HAIRO is another marker in the steady march of AI from screen-only agents into tightly regulated physical domains. Surgical robotics has existed for decades, but what Puncture Robotic is pitching is more than just precise motion control: an end‑to‑end pipeline where computer vision, planning, and patient‑specific simulation drive both pre‑op design and intra‑op execution. That kind of closed loop is where agentic AI, not just pattern‑matching, begins to matter.

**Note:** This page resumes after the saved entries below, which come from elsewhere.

//! Crispor 引物查询 - 业务能力层
//!
//! 为 Crispor 生成的某个 guide 获取引物（Crispor 内部使用 Primer3）。

use std::sync::Arc;

use async_trait::async_trait;
use serde_json::json;
use tracing::warn;

use crate::error::{ScrapeError, ScrapeResult};
use crate::infrastructure::cache::ResponseCache;
use crate::infrastructure::http::{Fingerprint, HttpRequest};
use crate::services::html::{Document, Element};
use crate::services::scrape_request::{
    arg_or, ordered_object, percent_encode, required_arg, ScrapeContext, ScrapeOutput,
    ScrapeRequest,
};

/// Crispor 引物请求
pub struct CrisporPrimerRequest {
    ctx: Arc<ScrapeContext>,
    request: HttpRequest,
    pam_id: String,
    /// 只用于结果元数据
    seq: String,
    /// 协议错误时的额外尝试次数
    retries: u32,
}

impl CrisporPrimerRequest {
    pub const NAME: &'static str = "crispor_primer";

    pub fn new(
        ctx: Arc<ScrapeContext>,
        batch_id: &str,
        pam_id: &str,
        amp_len: &str,
        tm: &str,
        pam: &str,
        seq: &str,
    ) -> Self {
        // pam_id 中的 '+' 必须编码
        let url = format!(
            "{}?ampLen={}&tm={}&batchId={}&pamId={}&pam={}",
            ctx.endpoints.crispor,
            amp_len,
            tm,
            batch_id,
            percent_encode(pam_id),
            pam
        );
        Self {
            ctx,
            request: HttpRequest::get(url),
            pam_id: pam_id.to_string(),
            seq: seq.to_string(),
            retries: 1,
        }
    }

    /// 位置参数：`batch_id, pam_id, [amp_len=400], [tm=60], [pam=NGG], [seq]`
    pub fn from_args(ctx: Arc<ScrapeContext>, args: &[String]) -> ScrapeResult<Self> {
        let batch_id = required_arg(args, 0, "batch_id", Self::NAME)?;
        let pam_id = required_arg(args, 1, "pam_id", Self::NAME)?;
        let amp_len = arg_or(args, 2, "400");
        let tm = arg_or(args, 3, "60");
        for (name, value) in [("amp_len", &amp_len), ("tm", &tm)] {
            if value.parse::<u32>().is_err() {
                return Err(ScrapeError::invalid_input(format!(
                    "{}: {} must be an integer, got '{}'",
                    Self::NAME,
                    name,
                    value
                )));
            }
        }
        Ok(Self::new(
            ctx,
            &batch_id,
            &pam_id,
            &amp_len,
            &tm,
            &arg_or(args, 4, "NGG"),
            &arg_or(args, 5, ""),
        ))
    }

    pub fn url(&self) -> &str {
        &self.request.url
    }

    fn selected_option(doc: &Document<'_>, select_name: &str) -> ScrapeResult<String> {
        let select = doc
            .find(|e| e.is("select") && e.attr("name") == Some(select_name))
            .ok_or_else(|| {
                ScrapeError::protocol(format!("Crispor primers: select '{}' not found", select_name))
            })?;
        doc.find_within(select, |e| e.is("option") && e.has_attr("selected"))
            .first()
            .and_then(|o| o.attr("value"))
            .map(str::to_string)
            .ok_or_else(|| {
                ScrapeError::protocol(format!(
                    "Crispor primers: no selected option in '{}'",
                    select_name
                ))
            })
    }

    fn ontarget_primers(doc: &Document<'_>) -> ScrapeResult<Vec<(String, String)>> {
        let table = doc
            .by_id("ontargetPcr")
            .and_then(|anchor| doc.find_after(anchor.start, |e| e.has_class("primerTable")))
            .ok_or_else(|| ScrapeError::protocol("Crispor primers: ontarget primer table not found"))?;

        let primers = doc
            .find_within(table, |e| e.is("tr"))
            .into_iter()
            .filter_map(|row| {
                let cells: Vec<&Element> = doc.find_within(row, |e| e.is("td"));
                if cells.len() < 2 {
                    return None;
                }
                let id = doc.text(cells[0]);
                let key = id.trim().rsplit('_').next().unwrap_or_default().to_string();
                Some((key, doc.text(cells[1]).trim().to_string()))
            })
            .collect();
        Ok(primers)
    }

    /// 解析引物页面
    pub(crate) fn extract(&self, html: &str) -> ScrapeResult<ScrapeOutput> {
        let doc = Document::parse(html)?;
        if doc.full_text().contains("exceptions.ValueError") {
            return Err(ScrapeError::protocol("Crispor exceptions.ValueError"));
        }

        let mut out = ScrapeOutput::new();
        out.insert("pam_id".into(), json!(self.pam_id));
        out.insert("seq".into(), json!(self.seq));
        out.insert("url".into(), json!(self.request.url));
        out.insert("amplicon_length".into(), json!(Self::selected_option(&doc, "ampLen")?));
        out.insert("primer_temp".into(), json!(Self::selected_option(&doc, "tm")?));
        out.insert(
            "ontarget_primers".into(),
            ordered_object(Self::ontarget_primers(&doc)?),
        );
        Ok(out)
    }
}

#[async_trait]
impl ScrapeRequest for CrisporPrimerRequest {
    fn name(&self) -> &'static str {
        Self::NAME
    }

    fn fingerprint(&self) -> Fingerprint {
        self.request.fingerprint()
    }

    fn cache(&self) -> &dyn ResponseCache {
        self.ctx.cache.as_ref()
    }

    async fn run(&self) -> ScrapeResult<ScrapeOutput> {
        let mut attempt = 0;
        loop {
            let response = self.ctx.fetch_cached(&self.request).await?;
            match self.extract(&response.body) {
                Err(e @ ScrapeError::Protocol(_)) if attempt < self.retries => {
                    warn!("{}，重新请求 {}", e, self.request.url);
                    // 坏页面已进缓存，不删掉重试只会拿到同一份
                    self.invalidate_cache();
                    attempt += 1;
                }
                other => return other,
            }
        }
    }
}

#[cfg(test)]
mod tests {
    use super::*;
    use crate::infrastructure::cache::MemoryCache;
    use crate::infrastructure::http::{HttpMethod, HttpResponse, MockHttpClient};

    const BASE: &str = "http://crispor.test/crispor.py";

    const PRIMER_PAGE: &str = r#"<html><body>
<select name="ampLen"><option value="300">300</option><option value="400" selected>400</option></select>
<select name="tm"><option value="58">58</option><option value="60" selected="selected">60</option></select>
<h3 id="ontargetPcr">On-target PCR</h3>
<table class="primerTable">
<tr><td>s185+_left</td><td>ACAGCTTGCTCTTCCCTGTC</td></tr>
<tr><td>s185+_right</td><td>TTGGTCTCCAGCCTGAAGTC</td></tr>
</table>
</body></html>"#;

    fn ctx() -> (MockHttpClient, Arc<ScrapeContext>) {
        let mock = MockHttpClient::new();
        let mut ctx = ScrapeContext::new(Arc::new(mock.clone()), Arc::new(MemoryCache::new()));
        ctx.endpoints.crispor = BASE.to_string();
        (mock, Arc::new(ctx))
    }

    fn args(items: &[&str]) -> Vec<String> {
        items.iter().map(|s| s.to_string()).collect()
    }

    #[test]
    fn builds_url_with_encoded_pam_id() {
        let (_, ctx) = ctx();
        let req = CrisporPrimerRequest::from_args(ctx, &args(&["9cJN", "s185+"])).unwrap();
        assert_eq!(
            req.url(),
            format!("{}?ampLen=400&tm=60&batchId=9cJN&pamId=s185%2B&pam=NGG", BASE)
        );
    }

    #[test]
    fn rejects_non_numeric_amplicon_length() {
        let (_, ctx) = ctx();
        let err = CrisporPrimerRequest::from_args(ctx, &args(&["9cJN", "s185+", "long"])).err().unwrap();
        assert!(matches!(err, ScrapeError::InvalidInput(_)));
    }

    #[test]
    fn extracts_selected_options_and_primers() {
        let (_, ctx) = ctx();
        let req = CrisporPrimerRequest::from_args(ctx, &args(&["9cJN", "s185+"])).unwrap();
        let out = req.extract(PRIMER_PAGE).unwrap();
        assert_eq!(out["amplicon_length"], json!("400"));
        assert_eq!(out["primer_temp"], json!("60"));
        assert_eq!(
            out["ontarget_primers"],
            json!({"left": "ACAGCTTGCTCTTCCCTGTC", "right": "TTGGTCTCCAGCCTGAAGTC"})
        );
    }

    #[tokio::test]
    async fn value_error_page_is_retried_once() {
        let (mock, ctx) = ctx();
        let req = CrisporPrimerRequest::from_args(ctx, &args(&["9cJN", "s185+"])).unwrap();
        let url = req.url().to_string();
        mock.add_response(
            HttpMethod::Get,
            &url,
            Ok(HttpResponse::ok(url.as_str(), "<pre>exceptions.ValueError</pre>")),
        );
        mock.add_response(HttpMethod::Get, &url, Ok(HttpResponse::ok(url.as_str(), PRIMER_PAGE)));

        let out = req.run().await.unwrap();
        assert_eq!(out["pam_id"], json!("s185+"));
        assert_eq!(mock.calls_to(&url), 2);
    }

    #[tokio::test]
    async fn persistent_value_error_surfaces_as_protocol() {
        let (mock, ctx) = ctx();
        let req = CrisporPrimerRequest::from_args(ctx, &args(&["9cJN", "s7-"])).unwrap();
        let url = req.url().to_string();
        mock.add_sticky_response(
            HttpMethod::Get,
            &url,
            Ok(HttpResponse::ok(url.as_str(), "exceptions.ValueError")),
        );

        let err = req.run().await.unwrap_err();
        assert!(matches!(err, ScrapeError::Protocol(_)));
        assert_eq!(mock.calls_to(&url), 2);
    }
}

In the race to AGI, systems like HAIRO matter because they force general‑purpose model capabilities—perception, planning, uncertainty handling—into environments with very low tolerance for error. If companies can reliably deploy AI‑guided robots in cosmetic surgery, they build organizational muscle around validation, monitoring, and human‑in‑the‑loop controls that will later be reused in higher‑risk domains. It’s also a reminder that China’s AI ecosystem isn’t just about foundation models; it’s quietly building vertical stacks (chips, algorithms, robots, hospital relationships) around applied intelligence.
Commercially, this kind of niche but high‑margin application supports ongoing investment in better multimodal models and control policies. The more revenue you can tie to embodied AI, the more justification there is to push models that understand geometry, causality, and long‑horizon tasks—capabilities that are also stepping stones toward more general systems.